Dear Ladies (and lately also gentlemen)

I normally talk about paintings an illustrations. This is an illustration of a different kind. A graphic tool that allows you to know if that sentence you want your character to say was in use back then, say in 1850. 

You may already know about ngram from Google books. I just discovered it and had to share it. Google books has been scanning and digitalizing so many books this last few years that they predict they will have scanned all of them by the end of the decade. I mean all single, unique, books in this planet, estimated to be 130 million. They had scanned 30 million in 2013.



There are of course a lot of sticky legal issues here. It isn't easy to play some sort of librarian-Robin Hood, and just take all this books from their rightful owners to give them to the hungry (minds), many of whom can afford to buy the books. Google claims this initiative will give new life to dusty books and help promote literature. I hope that too. I personally, thankful to be able to afford it, will continue to buy books to have them in my Kindle or on my coffee table. 

For research purposes this is great though. You don't need to actually read (for free) your fellow writer's book. Google Ngram viewer allows you to search for a word, a group of words or several of these at the same time. from 1800 to this day. In al those 30 million plus  books. 



Lets test it with the infamous word hello. Infamous because many a historical writer has used it out of time. The Canadian Alexander Graham Bell made his first successful experiment with the telephone in 1876. The word hello was coined to answer the telephone. You can see that there is some base noise, but it starts to appear in books after 1880 in the ngram plot, as it should. Note that the Horizontal axes of the plot shows the years from 1800 to 2000 an the vertical axes shows increasing usage (in %). 



click to see Hello in the webpage




lets test an even newer word that I have seen on some historical fiction: starts to be used in 1960.

click here to see the c_word in the webpage



You can make pretty neat things like combining words in the same search (separated by a coma) or differentiate between the word used as, for example, a noun or and adjective.

this is an expression that was used in the past and now is barely in use: by the by 

click to see by the by in the webpage


Just for fun a  chart were I compare Jane Austin with three very popularcontemporary female writers: Diana Gabaldon, Stephanie Llaurens and Loretta Chese. I  suggest you add "Shakespeare" to this plot and see how he dwarfs the rest. I think in the case of contemporary authors this is mostly their name in their own books and  in the case of Romance novel authors, were the books contain excerpts from books by other authors, these mansions are also included.

click to see the authors in the webpage








There are several caveats to these data, for me the main problem to be used by writers of historical novels is that some words are always in use, but changing their meaning through time.

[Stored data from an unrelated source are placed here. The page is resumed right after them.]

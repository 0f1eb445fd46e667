//! Lobby domain for Brawlcore.
//!
//! This crate is the pure heart of the matchmaking flow — no I/O, no
//! transport knowledge, just state machines behind locks:
//!
//! 1. **Lobby** ([`Lobby`]) — a room for exactly two players with a
//!    Waiting → Ready → Active lifecycle and host tracking.
//! 2. **Registry** ([`LobbyRegistry`]) — the process-wide map from room
//!    code to lobby, owning code uniqueness and empty-lobby cleanup.
//! 3. **Room codes** ([`generate_room_code`]) — 6 characters over an
//!    alphabet with the ambiguous glyphs removed.
//! 4. **Ready tracker** ([`ReadyTracker`]) — ephemeral per-lobby readiness,
//!    deliberately outside the domain model.
//!
//! # How it fits in the stack
//!
//! ```text
//! Session handler (above)  ← mutates lobbies, reads snapshots
//!     ↕
//! Lobby layer (this crate) ← membership, lifecycle, host rules
//! ```

mod code;
mod error;
mod lobby;
mod ready;
mod registry;

pub use code::{generate_room_code, ROOM_CODE_CHARSET, ROOM_CODE_LENGTH};
pub use error::{LobbyError, RegistryError};
pub use lobby::{Lobby, LobbyState, Player, MAX_PLAYERS};
pub use ready::ReadyTracker;
pub use registry::LobbyRegistry;
//! Wire error codes and the protocol layer's own error type.

use serde::{Deserialize, Serialize};

/// A protocol error code, sent as a SCREAMING_SNAKE_CASE string in the
/// payload of `error` envelopes.
#[derive(Debug, Clone, Copy, PartialEq, Eq, Hash, Serialize, Deserialize)]
#[serde(rename_all = "SCREAMING_SNAKE_CASE")]
pub enum ErrorCode {
    AuthRequired,
    AuthFailed,
    SessionExpired,
    LobbyNotFound,
    LobbyFull,
    InvalidState,
    InvalidAction,
    NotYourTurn,
    TurnMismatch,
    ActionTimeout,
    MalformedMessage,
    VersionMismatch,
    InternalError,
    PlayerNotInLobby,
}

impl ErrorCode {
    /// Whether a client can keep its session after receiving this code.
    ///
    /// Clients tear the session down on a non-recoverable error.
    pub fn is_recoverable(self) -> bool {
        matches!(
            self,
            Self::InvalidState
                | Self::InvalidAction
                | Self::NotYourTurn
                | Self::TurnMismatch
                | Self::MalformedMessage
        )
    }
}

/// The payload of an `error` envelope.
#[derive(Debug, Clone, Serialize, Deserialize)]
pub struct ErrorPayload {
    pub code: ErrorCode,
    pub message: String,
    #[serde(default, skip_serializing_if = "Option::is_none")]
    pub details: Option<serde_json::Value>,
    pub recoverable: bool,
}

impl ErrorPayload {
    /// Creates an error payload; the recoverable flag is derived from the
    /// code.
    pub fn new(code: ErrorCode, message: impl Into<String>) -> Self {
        Self {
            code,
            message: message.into(),
            details: None,
            recoverable: code.is_recoverable(),
        }
    }

    /// Attaches structured details to the payload.
    pub fn with_details(mut self, details: serde_json::Value) -> Self {
        self.details = Some(details);
        self
    }
}

/// Errors that can occur in the protocol layer itself.
#[derive(Debug, thiserror::Error)]
pub enum ProtocolError {
    /// Serialization failed (turning a Rust type into bytes).
    #[error("encode failed: {0}")]
    Encode(serde_json::Error),

    /// Deserialization failed (turning bytes into a Rust type).
    ///
    /// Common causes: malformed JSON, missing required fields, or a payload
    /// that doesn't match the expected shape for its message type.
    #[error("decode failed: {0}")]
    Decode(serde_json::Error),
}
//! Error types for the hub layer.

use brawlcore_protocol::ProtocolError;

/// Errors that can occur when handing a message to a connection.
#[derive(Debug, thiserror::Error)]
pub enum HubError {
    /// The connection's outbound buffer is full. The peer is stalled;
    /// the hub does not retry — transport-level timeouts will remove the
    /// connection.
    #[error("send buffer full")]
    SendBufferFull,

    /// The connection's outbound buffer has been closed (the connection
    /// was unregistered or is closing).
    #[error("connection closed")]
    ConnectionClosed,

    /// Encoding the envelope failed.
    #[error(transparent)]
    Protocol(#[from] ProtocolError),
}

This is only possible to check if the word changes from say, adjective to noun, or if the context sentence is short enough to use in ngram search (max. 5 words). The second worry I had is the representation of different genres in the sample, but I think with 30 million plus books from complete libraries, this is not a real concern anymore.


In conclusion, this is a very neat tool! I have been playing with words for several hours, to find good examples to show. In the process I have learned a lot  about our always changing language.


for a complete list of tricks

click to see how to use Google ngram 

Miranda



PD: I was duly corrected for misspelling Jane Austen's name (Austin). Interestingly,the shape of the  "Jane Austin" plot is similar to the "Jane Austen" one, but the total % of usage is totally different, showing that the increased incidence of errors (by the automatic scanning process) correlates with the  increase of the total usage of the word.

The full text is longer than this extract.